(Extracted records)
######

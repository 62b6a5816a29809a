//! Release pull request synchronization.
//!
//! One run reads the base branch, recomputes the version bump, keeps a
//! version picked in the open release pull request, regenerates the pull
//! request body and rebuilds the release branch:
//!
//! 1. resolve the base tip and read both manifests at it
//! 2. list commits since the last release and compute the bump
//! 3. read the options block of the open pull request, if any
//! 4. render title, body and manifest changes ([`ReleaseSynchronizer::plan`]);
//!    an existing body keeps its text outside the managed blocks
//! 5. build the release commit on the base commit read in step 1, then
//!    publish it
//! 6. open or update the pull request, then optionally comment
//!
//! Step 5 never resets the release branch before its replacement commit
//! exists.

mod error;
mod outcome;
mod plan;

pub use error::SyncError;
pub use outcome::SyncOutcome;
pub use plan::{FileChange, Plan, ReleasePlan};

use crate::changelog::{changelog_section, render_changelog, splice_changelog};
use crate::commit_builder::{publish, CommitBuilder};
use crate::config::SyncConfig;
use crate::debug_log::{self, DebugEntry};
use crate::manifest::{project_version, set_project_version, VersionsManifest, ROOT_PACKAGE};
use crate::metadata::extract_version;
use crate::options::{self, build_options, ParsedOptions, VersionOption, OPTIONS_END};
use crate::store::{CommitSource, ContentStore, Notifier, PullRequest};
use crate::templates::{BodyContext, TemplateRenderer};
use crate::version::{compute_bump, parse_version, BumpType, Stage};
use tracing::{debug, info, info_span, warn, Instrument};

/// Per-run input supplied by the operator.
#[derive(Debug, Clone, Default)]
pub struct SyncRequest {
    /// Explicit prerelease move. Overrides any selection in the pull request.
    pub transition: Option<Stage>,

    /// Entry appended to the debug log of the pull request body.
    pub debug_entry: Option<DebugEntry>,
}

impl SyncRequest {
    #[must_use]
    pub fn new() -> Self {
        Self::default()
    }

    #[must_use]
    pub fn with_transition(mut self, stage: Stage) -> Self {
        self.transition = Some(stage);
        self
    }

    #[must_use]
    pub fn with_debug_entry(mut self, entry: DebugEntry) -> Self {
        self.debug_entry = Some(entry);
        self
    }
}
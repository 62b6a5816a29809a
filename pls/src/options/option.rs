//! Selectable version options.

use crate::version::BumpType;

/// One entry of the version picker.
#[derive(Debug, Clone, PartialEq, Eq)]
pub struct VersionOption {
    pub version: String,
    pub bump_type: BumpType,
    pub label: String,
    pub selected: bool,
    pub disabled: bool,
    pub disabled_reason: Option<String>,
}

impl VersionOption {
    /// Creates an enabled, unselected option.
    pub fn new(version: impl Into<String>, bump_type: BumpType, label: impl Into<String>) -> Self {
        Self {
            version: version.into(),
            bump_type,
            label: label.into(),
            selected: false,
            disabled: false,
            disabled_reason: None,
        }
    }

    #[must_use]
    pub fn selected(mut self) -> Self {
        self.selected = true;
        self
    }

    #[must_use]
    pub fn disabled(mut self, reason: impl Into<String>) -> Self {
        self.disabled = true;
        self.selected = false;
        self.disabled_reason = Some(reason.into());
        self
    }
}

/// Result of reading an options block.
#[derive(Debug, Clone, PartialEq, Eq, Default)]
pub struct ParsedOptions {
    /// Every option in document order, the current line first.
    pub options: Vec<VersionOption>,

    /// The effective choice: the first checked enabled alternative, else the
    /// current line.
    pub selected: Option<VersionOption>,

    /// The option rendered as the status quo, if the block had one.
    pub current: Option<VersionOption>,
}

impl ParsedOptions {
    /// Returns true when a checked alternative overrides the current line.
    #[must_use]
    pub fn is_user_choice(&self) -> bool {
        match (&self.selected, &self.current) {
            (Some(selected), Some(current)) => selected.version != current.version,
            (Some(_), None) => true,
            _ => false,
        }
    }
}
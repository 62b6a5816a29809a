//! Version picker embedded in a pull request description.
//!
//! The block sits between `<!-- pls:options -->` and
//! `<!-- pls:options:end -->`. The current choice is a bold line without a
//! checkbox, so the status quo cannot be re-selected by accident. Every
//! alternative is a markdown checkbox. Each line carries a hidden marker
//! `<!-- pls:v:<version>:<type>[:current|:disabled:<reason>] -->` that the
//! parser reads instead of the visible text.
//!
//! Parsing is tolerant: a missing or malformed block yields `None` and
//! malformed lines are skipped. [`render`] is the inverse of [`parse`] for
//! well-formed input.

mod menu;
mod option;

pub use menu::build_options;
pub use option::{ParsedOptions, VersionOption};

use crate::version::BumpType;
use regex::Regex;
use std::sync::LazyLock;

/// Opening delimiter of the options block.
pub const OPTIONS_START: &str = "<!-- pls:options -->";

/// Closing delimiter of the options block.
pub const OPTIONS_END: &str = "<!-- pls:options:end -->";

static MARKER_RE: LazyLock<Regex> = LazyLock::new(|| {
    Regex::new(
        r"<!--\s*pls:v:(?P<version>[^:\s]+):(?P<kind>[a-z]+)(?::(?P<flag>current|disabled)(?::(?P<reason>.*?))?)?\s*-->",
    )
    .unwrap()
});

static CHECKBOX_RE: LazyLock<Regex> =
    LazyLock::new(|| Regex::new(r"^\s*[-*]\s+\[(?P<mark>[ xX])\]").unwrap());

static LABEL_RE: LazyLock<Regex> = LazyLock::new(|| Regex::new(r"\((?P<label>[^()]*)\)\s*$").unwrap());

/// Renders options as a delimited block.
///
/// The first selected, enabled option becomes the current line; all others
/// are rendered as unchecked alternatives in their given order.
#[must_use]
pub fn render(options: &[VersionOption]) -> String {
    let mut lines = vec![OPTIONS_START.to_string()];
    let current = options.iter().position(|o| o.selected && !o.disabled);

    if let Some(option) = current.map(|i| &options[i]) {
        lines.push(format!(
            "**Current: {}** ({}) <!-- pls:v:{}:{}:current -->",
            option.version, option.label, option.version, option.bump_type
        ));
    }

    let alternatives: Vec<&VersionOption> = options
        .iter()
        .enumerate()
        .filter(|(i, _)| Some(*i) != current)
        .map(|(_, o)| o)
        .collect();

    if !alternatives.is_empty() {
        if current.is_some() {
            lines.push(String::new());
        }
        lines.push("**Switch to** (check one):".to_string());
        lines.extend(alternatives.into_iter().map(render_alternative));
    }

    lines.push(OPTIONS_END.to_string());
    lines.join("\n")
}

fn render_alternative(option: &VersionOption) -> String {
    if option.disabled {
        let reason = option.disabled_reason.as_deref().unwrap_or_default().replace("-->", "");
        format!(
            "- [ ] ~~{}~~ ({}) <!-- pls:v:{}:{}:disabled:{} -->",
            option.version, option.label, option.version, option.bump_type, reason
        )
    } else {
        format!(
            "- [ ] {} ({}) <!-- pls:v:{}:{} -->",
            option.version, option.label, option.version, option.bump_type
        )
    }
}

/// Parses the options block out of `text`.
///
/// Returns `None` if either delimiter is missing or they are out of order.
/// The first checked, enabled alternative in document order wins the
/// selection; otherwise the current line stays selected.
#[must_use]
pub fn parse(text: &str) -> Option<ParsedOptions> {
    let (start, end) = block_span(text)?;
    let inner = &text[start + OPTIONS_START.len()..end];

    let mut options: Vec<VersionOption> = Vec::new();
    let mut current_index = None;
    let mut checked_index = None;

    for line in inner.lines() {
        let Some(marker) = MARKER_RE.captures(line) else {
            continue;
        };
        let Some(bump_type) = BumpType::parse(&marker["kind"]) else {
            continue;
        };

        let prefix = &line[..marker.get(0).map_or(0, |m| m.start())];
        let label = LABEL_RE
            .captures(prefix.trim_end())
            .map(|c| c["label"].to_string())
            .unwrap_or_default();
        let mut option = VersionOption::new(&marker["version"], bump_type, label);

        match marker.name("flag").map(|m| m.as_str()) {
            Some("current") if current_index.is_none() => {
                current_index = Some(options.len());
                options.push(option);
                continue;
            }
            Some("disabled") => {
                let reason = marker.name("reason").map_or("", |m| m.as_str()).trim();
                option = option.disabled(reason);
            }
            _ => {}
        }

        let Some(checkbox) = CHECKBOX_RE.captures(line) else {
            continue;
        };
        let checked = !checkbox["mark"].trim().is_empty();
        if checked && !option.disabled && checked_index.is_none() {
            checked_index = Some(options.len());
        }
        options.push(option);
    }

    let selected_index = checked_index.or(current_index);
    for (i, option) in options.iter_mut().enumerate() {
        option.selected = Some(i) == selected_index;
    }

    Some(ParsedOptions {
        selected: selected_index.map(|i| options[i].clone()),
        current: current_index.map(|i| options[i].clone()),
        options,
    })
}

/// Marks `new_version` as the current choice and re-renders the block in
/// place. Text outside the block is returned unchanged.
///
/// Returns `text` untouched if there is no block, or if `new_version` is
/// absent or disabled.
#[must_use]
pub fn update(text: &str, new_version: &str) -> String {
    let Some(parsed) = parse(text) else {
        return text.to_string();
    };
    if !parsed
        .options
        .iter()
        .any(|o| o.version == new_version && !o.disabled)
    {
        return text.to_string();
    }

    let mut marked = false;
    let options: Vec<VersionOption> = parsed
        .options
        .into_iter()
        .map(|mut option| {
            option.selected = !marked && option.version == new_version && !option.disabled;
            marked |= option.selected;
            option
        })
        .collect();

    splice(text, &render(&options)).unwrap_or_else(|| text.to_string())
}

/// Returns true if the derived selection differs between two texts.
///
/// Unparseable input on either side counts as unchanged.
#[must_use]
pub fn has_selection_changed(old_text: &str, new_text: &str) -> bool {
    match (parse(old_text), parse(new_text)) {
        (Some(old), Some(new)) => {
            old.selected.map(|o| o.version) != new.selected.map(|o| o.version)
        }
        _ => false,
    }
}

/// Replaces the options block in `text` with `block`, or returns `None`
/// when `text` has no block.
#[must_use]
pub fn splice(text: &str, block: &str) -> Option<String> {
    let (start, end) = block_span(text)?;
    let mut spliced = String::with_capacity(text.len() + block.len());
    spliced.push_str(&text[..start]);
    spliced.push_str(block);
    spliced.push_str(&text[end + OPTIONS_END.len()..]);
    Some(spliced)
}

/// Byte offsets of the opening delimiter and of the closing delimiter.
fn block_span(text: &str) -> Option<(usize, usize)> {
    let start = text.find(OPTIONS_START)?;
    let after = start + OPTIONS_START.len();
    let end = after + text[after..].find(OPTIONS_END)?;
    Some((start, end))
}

######

Look through the data above and return exactly the lines from the one that contains "(Some(old), Some(new)) =>" to the one that contains "let end = after", inclusive, with nothing else.

        (Some(old), Some(new)) => {
            old.selected.map(|o| o.version) != new.selected.map(|o| o.version)
        }
        _ => false,
    }
}

/// Replaces the options block in `text` with `block`, or returns `None`
/// when `text` has no block.
#[must_use]
pub fn splice(text: &str, block: &str) -> Option<String> {
    let (start, end) = block_span(text)?;
    let mut spliced = String::with_capacity(text.len() + block.len());
    spliced.push_str(&text[..start]);
    spliced.push_str(block);
    spliced.push_str(&text[end + OPTIONS_END.len()..]);
    Some(spliced)
}

/// Byte offsets of the opening delimiter and of the closing delimiter.
fn block_span(text: &str) -> Option<(usize, usize)> {
    let start = text.find(OPTIONS_START)?;
    let after = start + OPTIONS_START.len();
    let end = after + text[after..].find(OPTIONS_END)?;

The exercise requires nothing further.